When you don't include the "blank area" the bootloader wont check the address from 0x1000 to 0x15FFF but only to the last address of your code, meaning writing to 0x15000 won't affect CRC. 

So I think the easiest solution is still to use 2 binaries, one to erase flash, and one to start normal application. Or you can include a feature in the code to erase that 4kB of data when you press a button or when you send a command. For example, when application detect you hold SW1 when plug the dongle in USB port, it erases the 4kB flash. 

Hi Hung Bui. Thanks very much for the explanation. I did not understand the consequences of the bootloader considering my data area as part of the program. I imagined that the start address of my program was simply hard-wired into the hardware for start-up once I had written the NVRAM with my program. I did not realise that, after programming with the DFU bootloader, the bootloader still intercepted the start-up sequence and carried out checks. I thought to make that happen I had to add bootloader functions to my program. Now all is clear - once the bootloader is loaded onto a processor it ALWAYS runs first, even if it doesn't enable the USB port if it finds a valid program loaded.

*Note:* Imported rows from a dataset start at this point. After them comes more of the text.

//! Spark CLI: the command-line interface for the Spark antenna checker.
//!
//! Provides `spark check` for design-wide antenna checking, `spark violations`
//! for the remediation view of one net, and `spark max-length` for querying
//! how much wire a net may still route on a layer.

#![warn(missing_docs)]

mod check;
mod max_length;
mod pipeline;
mod violations;

use std::io::IsTerminal;
use std::process;

use clap::{Parser, Subcommand, ValueEnum};
use tracing_subscriber::EnvFilter;

/// Spark: antenna-effect checking for routed designs.
#[derive(Parser, Debug)]
#[command(name = "spark", version, about = "Spark Antenna Checker")]
pub struct Cli {
    /// Suppress all output except errors.
    #[arg(short, long, global = true)]
    pub quiet: bool,

    /// Enable verbose (debug-level) output.
    #[arg(short, long, global = true)]
    pub verbose: bool,

    /// Control colored output.
    #[arg(long, global = true, value_enum, default_value_t = ColorChoice::Auto)]
    pub color: ColorChoice,

    /// Path to a custom `spark.toml` configuration file.
    #[arg(long, global = true)]
    pub config: Option<String>,

    /// Path to a JSON design snapshot, overriding `project.design`.
    #[arg(long, global = true)]
    pub design: Option<String>,

    /// The subcommand to run.
    #[command(subcommand)]
    pub command: Command,
}

/// Available CLI commands.
#[derive(Subcommand, Debug)]
pub enum Command {
    /// Check antenna rules on one net or the whole design.
    Check(CheckArgs),
    /// Print the antenna violations of one net.
    Violations(ViolationsArgs),
    /// Query the maximum additional wire length per net and layer.
    MaxLength(MaxLengthArgs),
}

/// Arguments for the `spark check` subcommand.
#[derive(Parser, Debug)]
pub struct CheckArgs {
    /// Check only this net.
    #[arg(short, long)]
    pub net: Option<String>,

    /// Output format (defaults to `report.format` from `spark.toml`).
    #[arg(short, long, value_enum)]
    pub format: Option<ReportFormat>,
}

/// Arguments for the `spark violations` subcommand.
#[derive(Parser, Debug)]
pub struct ViolationsArgs {
    /// The net to inspect.
    #[arg(short, long)]
    pub net: String,

    /// Diode master to validate (defaults to `check.diode_cell`).
    #[arg(long)]
    pub diode_cell: Option<String>,

    /// Output format.
    #[arg(short, long, value_enum, default_value_t = ReportFormat::Text)]
    pub format: ReportFormat,
}

/// Arguments for the `spark max-length` subcommand.
#[derive(Parser, Debug)]
pub struct MaxLengthArgs {
    /// Net to query. Without `--net` and `--layer` the full table is printed.
    #[arg(short, long, requires = "layer")]
    pub net: Option<String>,

    /// Routing layer to query.
    #[arg(short, long, requires = "net")]
    pub layer: Option<String>,

    /// Output format.
    #[arg(short, long, value_enum, default_value_t = ReportFormat::Text)]
    pub format: ReportFormat,
}

/// Controls whether colored output is produced.
#[derive(Clone, Copy, Debug, PartialEq, Eq, ValueEnum)]
pub enum ColorChoice {
    /// Detect from terminal capabilities.
    Auto,
    /// Always produce colored output.
    Always,
    /// Never produce colored output.
    Never,
}

/// Result output format.
#[derive(Clone, Copy, Debug, PartialEq, Eq, ValueEnum)]
pub enum ReportFormat {
    /// Human-readable terminal output.
    Text,
    /// Machine-readable JSON output.
    Json,
}

impl From<spark_config::ReportFormat> for ReportFormat {
    fn from(format: spark_config::ReportFormat) -> Self {
        match format {
            spark_config::ReportFormat::Text => ReportFormat::Text,
            spark_config::ReportFormat::Json => ReportFormat::Json,
        }
    }
}

/// Global settings derived from CLI flags.
pub struct GlobalArgs {
    /// Whether to suppress non-error output.
    pub quiet: bool,
    /// Whether to print verbose/debug information.
    pub verbose: bool,
    /// Whether to use colored output.
    pub color: bool,
    /// Optional path to a custom config file.
    pub config: Option<String>,
    /// Optional path to a design snapshot.
    pub design: Option<String>,
}

fn main() {
    let cli = Cli::parse();

    let color = match cli.color {
        ColorChoice::Auto => std::io::stderr().is_terminal(),
        ColorChoice::Always => true,
        ColorChoice::Never => false,
    };

    let global = GlobalArgs {
        quiet: cli.quiet,
        verbose: cli.verbose,
        color,
        config: cli.config,
        design: cli.design,
    };
    init_tracing(&global);

    let result = match cli.command {
        Command::Check(ref args) => check::run(args, &global),
        Command::Violations(ref args) => violations::run(args, &global),
        Command::MaxLength(ref args) => max_length::run(args, &global),
    };

    match result {
        Ok(code) => process::exit(code),
        Err(e) => {
            eprintln!("error: {e}");
            process::exit(1);
        }
    }
}

/// Installs the `tracing` subscriber: `warn` by default, `debug` with
/// `--verbose`, `RUST_LOG` when set.
fn init_tracing(global: &GlobalArgs) {
    let default = if global.verbose { "debug" } else { "warn" };
    let filter = EnvFilter::try_from_default_env().unwrap_or_else(|_| EnvFilter::new(default));
    // A subscriber may already be installed when embedded.
    let _ = tracing_subscriber::fmt()
        .with_env_filter(filter)
        .with_writer(std::io::stderr)
        .with_ansi(global.color)
        .with_target(false)
        .try_init();
}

I did know about the use of the DK to both load and examine memory but unfortunately I am stuck a very long way from my electronic workshop containing all my sockets, cables etc. The only thing I brought with me was some dongles and the DKs. I could start ordering parts but there is no point if the bootloader is guaranteed to fail the crc check after Gazell writes into the NVRAM.

Hung Bui said:

So I think the easiest solution is still to use 2 binaries, one to erase flash, and one to start normal application.

That was my chosen work-around.

Hung Bui said:

Or you can include a feature in the code to erase that 4kB of data when you press a button or when you send a command.

I already use the white button on the device end to permit re-pairing but that is used in the field, not during device preparation.

The reason I was trying to do this in one step is not for me or some other techie but because there may well be a thousand or two of these being programmed (and potentially re-programmed and re-purposed) by people who are not that technologically inclined. Every step I add, including holding finger on button when powering up, just adds another operation to go wrong.

I have already labelled one .hex as "erase.hex" so for re-purposing, they will just have to load that first. Unfortunately the volumes are not sufficient to warrant setting up an auto-programming system.

Thank you once again for your efforts - I really appreciate the help of the community - this software and hardware environment is not the simplest to understand.